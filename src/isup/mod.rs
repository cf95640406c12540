//! ISUP call control (Q.761-Q.764)
//!
//! The controller owns a circuit group, creates calls for outgoing requests
//! and inbound IAMs, runs circuit group supervision and resolves glare.
//! BICC rides the same controller with the wide-CIC codec dialect.

mod call;
mod messages;

pub use call::{CallState, IsupCall};
pub use messages::{event, nai, IsupDialect, IsupMessage, MsgType, Param};

use crate::circuit::{CircuitGroup, CircuitStatus, LockFlags};
use crate::config::IsupConfig;
use crate::engine::{CallEvent, ControlMap, Engine, Notification, SigComponent};
use crate::errors::{IsupError, Mtp3Error};
use crate::mtp3::{Label, Mtp3User, RouteState, Router};
use crate::types::{cause, CallDirection, NetworkIndicator, PcType, PointCode, Sio};
use crate::si;
use async_trait::async_trait;
use bytes::Bytes;
use call::CallAction;
use dashmap::DashMap;
use metrics::counter;
use std::collections::HashMap;
use std::sync::atomic::{AtomicU8, Ordering};
use std::sync::{Arc, RwLock, Weak};
use std::time::{Duration, Instant};
use tracing::{debug, info, warn};

/// ISUP call controller bound to one circuit group and one adjacent
/// exchange
pub struct IsupController {
    name: String,
    this: Weak<IsupController>,
    cfg: RwLock<IsupConfig>,
    dialect: IsupDialect,
    pc_type: PcType,
    local: PointCode,
    remote: PointCode,
    ni: NetworkIndicator,
    group: Arc<CircuitGroup>,
    calls: DashMap<u32, Arc<IsupCall>>,
    router: RwLock<Weak<Router>>,
    engine: RwLock<Weak<Engine>>,
    sls_counter: AtomicU8,
}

++++++++++++++++++++

- **PROBLEM REQUIREMENTS**:
Find "PointCode" in the preceding records. Copy each line that holds it.

- **YOUR SOLUTION**:
use crate::types::{cause, CallDirection, NetworkIndicator, PcType, PointCode, Sio};
    local: PointCode,
    remote: PointCode,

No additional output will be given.